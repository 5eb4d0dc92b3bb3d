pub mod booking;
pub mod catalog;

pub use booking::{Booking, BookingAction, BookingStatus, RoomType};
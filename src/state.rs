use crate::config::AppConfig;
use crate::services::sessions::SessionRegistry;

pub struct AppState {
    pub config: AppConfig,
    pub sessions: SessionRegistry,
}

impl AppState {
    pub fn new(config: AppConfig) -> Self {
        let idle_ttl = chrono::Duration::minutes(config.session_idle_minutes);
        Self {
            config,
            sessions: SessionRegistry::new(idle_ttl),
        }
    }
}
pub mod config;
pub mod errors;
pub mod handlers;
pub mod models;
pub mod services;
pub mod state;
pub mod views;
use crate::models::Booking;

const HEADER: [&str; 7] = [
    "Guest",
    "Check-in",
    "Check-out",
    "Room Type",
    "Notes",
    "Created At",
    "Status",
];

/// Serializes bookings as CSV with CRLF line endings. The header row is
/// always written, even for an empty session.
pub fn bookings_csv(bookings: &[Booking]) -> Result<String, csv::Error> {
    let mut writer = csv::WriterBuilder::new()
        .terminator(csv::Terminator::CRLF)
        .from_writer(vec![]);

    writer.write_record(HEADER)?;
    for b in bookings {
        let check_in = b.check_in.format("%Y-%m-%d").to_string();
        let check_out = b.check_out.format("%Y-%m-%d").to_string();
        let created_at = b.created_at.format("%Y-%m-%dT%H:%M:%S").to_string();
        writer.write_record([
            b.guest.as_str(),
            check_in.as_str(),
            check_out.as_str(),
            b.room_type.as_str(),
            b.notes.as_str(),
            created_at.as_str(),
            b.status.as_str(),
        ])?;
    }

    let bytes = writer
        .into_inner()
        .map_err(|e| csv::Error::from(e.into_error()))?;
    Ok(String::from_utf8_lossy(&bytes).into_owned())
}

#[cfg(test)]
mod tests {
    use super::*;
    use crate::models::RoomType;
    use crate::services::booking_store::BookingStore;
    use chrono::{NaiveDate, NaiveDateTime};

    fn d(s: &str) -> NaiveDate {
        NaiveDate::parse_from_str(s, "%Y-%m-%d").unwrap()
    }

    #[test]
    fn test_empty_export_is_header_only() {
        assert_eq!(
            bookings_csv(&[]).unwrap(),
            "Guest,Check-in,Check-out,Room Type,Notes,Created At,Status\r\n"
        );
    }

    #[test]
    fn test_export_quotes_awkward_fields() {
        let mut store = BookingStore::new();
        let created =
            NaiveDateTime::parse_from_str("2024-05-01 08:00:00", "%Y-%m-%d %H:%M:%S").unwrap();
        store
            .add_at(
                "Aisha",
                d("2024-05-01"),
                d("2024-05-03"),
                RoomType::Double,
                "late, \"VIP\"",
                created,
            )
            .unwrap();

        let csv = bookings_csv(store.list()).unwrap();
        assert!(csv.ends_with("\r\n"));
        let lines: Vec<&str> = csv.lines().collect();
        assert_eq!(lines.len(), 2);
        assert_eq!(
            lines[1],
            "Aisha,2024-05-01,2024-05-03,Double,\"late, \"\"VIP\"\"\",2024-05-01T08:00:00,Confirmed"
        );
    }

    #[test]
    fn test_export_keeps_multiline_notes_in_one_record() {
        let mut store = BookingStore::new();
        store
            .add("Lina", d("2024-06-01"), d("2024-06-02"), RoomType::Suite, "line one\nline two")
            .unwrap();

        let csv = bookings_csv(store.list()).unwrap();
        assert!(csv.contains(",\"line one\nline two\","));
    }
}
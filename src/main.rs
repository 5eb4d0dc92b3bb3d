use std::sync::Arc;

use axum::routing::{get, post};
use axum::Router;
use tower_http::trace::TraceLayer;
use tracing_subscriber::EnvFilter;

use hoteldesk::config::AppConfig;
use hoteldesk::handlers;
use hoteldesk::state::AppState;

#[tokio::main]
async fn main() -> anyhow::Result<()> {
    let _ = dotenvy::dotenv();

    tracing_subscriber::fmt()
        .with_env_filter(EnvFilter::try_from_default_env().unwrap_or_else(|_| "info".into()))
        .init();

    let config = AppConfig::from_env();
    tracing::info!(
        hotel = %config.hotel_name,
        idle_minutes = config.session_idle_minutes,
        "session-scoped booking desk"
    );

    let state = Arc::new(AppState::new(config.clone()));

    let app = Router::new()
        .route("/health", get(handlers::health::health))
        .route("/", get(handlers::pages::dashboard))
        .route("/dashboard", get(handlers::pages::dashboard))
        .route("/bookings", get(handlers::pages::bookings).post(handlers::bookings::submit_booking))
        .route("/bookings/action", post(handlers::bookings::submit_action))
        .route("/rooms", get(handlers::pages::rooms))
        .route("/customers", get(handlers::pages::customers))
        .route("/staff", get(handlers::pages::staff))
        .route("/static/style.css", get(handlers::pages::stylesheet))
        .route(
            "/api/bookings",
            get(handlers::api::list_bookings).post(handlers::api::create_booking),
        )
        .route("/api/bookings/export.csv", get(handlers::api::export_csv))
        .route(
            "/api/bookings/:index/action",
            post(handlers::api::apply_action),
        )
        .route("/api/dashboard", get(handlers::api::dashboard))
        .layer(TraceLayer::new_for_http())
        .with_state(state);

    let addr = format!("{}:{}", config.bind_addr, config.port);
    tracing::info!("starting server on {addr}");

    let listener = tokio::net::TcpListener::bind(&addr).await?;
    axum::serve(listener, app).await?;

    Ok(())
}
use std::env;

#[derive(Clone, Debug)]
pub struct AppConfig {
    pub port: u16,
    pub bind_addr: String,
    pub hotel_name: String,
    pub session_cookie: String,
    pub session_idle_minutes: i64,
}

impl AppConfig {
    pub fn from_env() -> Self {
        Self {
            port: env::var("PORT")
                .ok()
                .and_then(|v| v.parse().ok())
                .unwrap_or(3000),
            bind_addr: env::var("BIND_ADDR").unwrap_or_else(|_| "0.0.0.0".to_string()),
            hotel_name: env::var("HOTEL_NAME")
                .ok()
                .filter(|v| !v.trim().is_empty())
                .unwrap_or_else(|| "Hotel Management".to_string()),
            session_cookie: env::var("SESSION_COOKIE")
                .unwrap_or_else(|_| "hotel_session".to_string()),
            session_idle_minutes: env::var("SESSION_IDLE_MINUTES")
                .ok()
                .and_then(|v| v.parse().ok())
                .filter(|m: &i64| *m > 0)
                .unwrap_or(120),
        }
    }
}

━━━━━━━━━━

→ What you will do
Could you copy each line above word for word?

→ Exercise result
repository 5eb4d0dc92b3bb3d
pub mod booking;
pub mod catalog;

pub use booking::{Booking, BookingAction, BookingStatus, RoomType};
filename src/state.rs
use crate::config::AppConfig;
use crate::services::sessions::SessionRegistry;

pub struct AppState {
    pub config: AppConfig,
    pub sessions: SessionRegistry,
}

impl AppState {
    pub fn new(config: AppConfig) -> Self {
        let idle_ttl = chrono::Duration::minutes(config.session_idle_minutes);
        Self {
            config,
            sessions: SessionRegistry::new(idle_ttl),
        }
    }
}
pub mod config;
pub mod errors;
pub mod handlers;
pub mod models;
pub mod services;
pub mod state;
pub mod views;
use crate::models::Booking;

const HEADER: [&str; 7] = [
    "Guest",
    "Check-in",
    "Check-out",
    "Room Type",
    "Notes",
    "Created At",
    "Status",
];

/// Serializes bookings as CSV with CRLF line endings. The header row is
/// always written, even for an empty session.
pub fn bookings_csv(bookings: &[Booking]) -> Result<String, csv::Error> {
    let mut writer = csv::WriterBuilder::new()
        .terminator(csv::Terminator::CRLF)
        .from_writer(vec![]);

    writer.write_record(HEADER)?;
    for b in bookings {
        let check_in = b.check_in.format("%Y-%m-%d").to_string();
        let check_out = b.check_out.format("%Y-%m-%d").to_string();
        let created_at = b.created_at.format("%Y-%m-%dT%H:%M:%S").to_string();
        writer.write_record([
            b.guest.as_str(),
            check_in.as_str(),
            check_out.as_str(),
            b.room_type.as_str(),
            b.notes.as_str(),
            created_at.as_str(),
            b.status.as_str(),
        ])?;
    }

    let bytes = writer
        .into_inner()
        .map_err(|e| csv::Error::from(e.into_error()))?;
    Ok(String::from_utf8_lossy(&bytes).into_owned())
}

#[cfg(test)]
mod tests {
    use super::*;
    use crate::models::RoomType;
    use crate::services::booking_store::BookingStore;
    use chrono::{NaiveDate, NaiveDateTime};

    fn d(s: &str) -> NaiveDate {
        NaiveDate::parse_from_str(s, "%Y-%m-%d").unwrap()
    }

    #[test]
    fn test_empty_export_is_header_only() {
        assert_eq!(
            bookings_csv(&[]).unwrap(),
            "Guest,Check-in,Check-out,Room Type,Notes,Created At,Status\r\n"
        );
    }

    #[test]
    fn test_export_quotes_awkward_fields() {
        let mut store = BookingStore::new();
        let created =
            NaiveDateTime::parse_from_str("2024-05-01 08:00:00", "%Y-%m-%d %H:%M:%S").unwrap();
        store
            .add_at(
                "Aisha",
                d("2024-05-01"),
                d("2024-05-03"),
                RoomType::Double,
                "late, \"VIP\"",
                created,
            )
            .unwrap();

        let csv = bookings_csv(store.list()).unwrap();
        assert!(csv.ends_with("\r\n"));
        let lines: Vec<&str> = csv.lines().collect();
        assert_eq!(lines.len(), 2);
        assert_eq!(
            lines[1],
            "Aisha,2024-05-01,2024-05-03,Double,\"late, \"\"VIP\"\"\",2024-05-01T08:00:00,Confirmed"
        );
    }

    #[test]
    fn test_export_keeps_multiline_notes_in_one_record() {
        let mut store = BookingStore::new();
        store
            .add("Lina", d("2024-06-01"), d("2024-06-02"), RoomType::Suite, "line one\nline two")
            .unwrap();

        let csv = bookings_csv(store.list()).unwrap();
        assert!(csv.contains(",\"line one\nline two\","));
    }
}
filename src/main.rs
repository 5eb4d0dc92b3bb3d
use std::sync::Arc;

use axum::routing::{get, post};
use axum::Router;
use tower_http::trace::TraceLayer;
use tracing_subscriber::EnvFilter;

use hoteldesk::config::AppConfig;
use hoteldesk::handlers;
use hoteldesk::state::AppState;

#[tokio::main]
async fn main() -> anyhow::Result<()> {
    let _ = dotenvy::dotenv();

    tracing_subscriber::fmt()
        .with_env_filter(EnvFilter::try_from_default_env().unwrap_or_else(|_| "info".into()))
        .init();

    let config = AppConfig::from_env();
    tracing::info!(
        hotel = %config.hotel_name,
        idle_minutes = config.session_idle_minutes,
        "session-scoped booking desk"
    );

    let state = Arc::new(AppState::new(config.clone()));

    let app = Router::new()
        .route("/health", get(handlers::health::health))
        .route("/", get(handlers::pages::dashboard))
        .route("/dashboard", get(handlers::pages::dashboard))
        .route("/bookings", get(handlers::pages::bookings).post(handlers::bookings::submit_booking))
        .route("/bookings/action", post(handlers::bookings::submit_action))
        .route("/rooms", get(handlers::pages::rooms))
        .route("/customers", get(handlers::pages::customers))
        .route("/staff", get(handlers::pages::staff))
        .route("/static/style.css", get(handlers::pages::stylesheet))
        .route(
            "/api/bookings",
            get(handlers::api::list_bookings).post(handlers::api::create_booking),
        )
        .route("/api/bookings/export.csv", get(handlers::api::export_csv))
        .route(
            "/api/bookings/:index/action",
            post(handlers::api::apply_action),
        )
        .route("/api/dashboard", get(handlers::api::dashboard))
        .layer(TraceLayer::new_for_http())
        .with_state(state);

    let addr = format!("{}:{}", config.bind_addr, config.port);
    tracing::info!("starting server on {addr}");

    let listener = tokio::net::TcpListener::bind(&addr).await?;
    axum::serve(listener, app).await?;

    Ok(())
}
use std::env;

#[derive(Clone, Debug)]
pub struct AppConfig {
    pub port: u16,
    pub bind_addr: String,
    pub hotel_name: String,
    pub session_cookie: String,
    pub session_idle_minutes: i64,
}

impl AppConfig {
    pub fn from_env() -> Self {
        Self {
            port: env::var("PORT")
                .ok()
                .and_then(|v| v.parse().ok())
                .unwrap_or(3000),
            bind_addr: env::var("BIND_ADDR").unwrap_or_else(|_| "0.0.0.0".to_string()),
            hotel_name: env::var("HOTEL_NAME")
                .ok()
                .filter(|v| !v.trim().is_empty())
                .unwrap_or_else(|| "Hotel Management".to_string()),
            session_cookie: env::var("SESSION_COOKIE")
                .unwrap_or_else(|_| "hotel_session".to_string()),
            session_idle_minutes: env::var("SESSION_IDLE_MINUTES")
                .ok()
                .and_then(|v| v.parse().ok())
                .filter(|m: &i64| *m > 0)
                .unwrap_or(120),
        }
    }
}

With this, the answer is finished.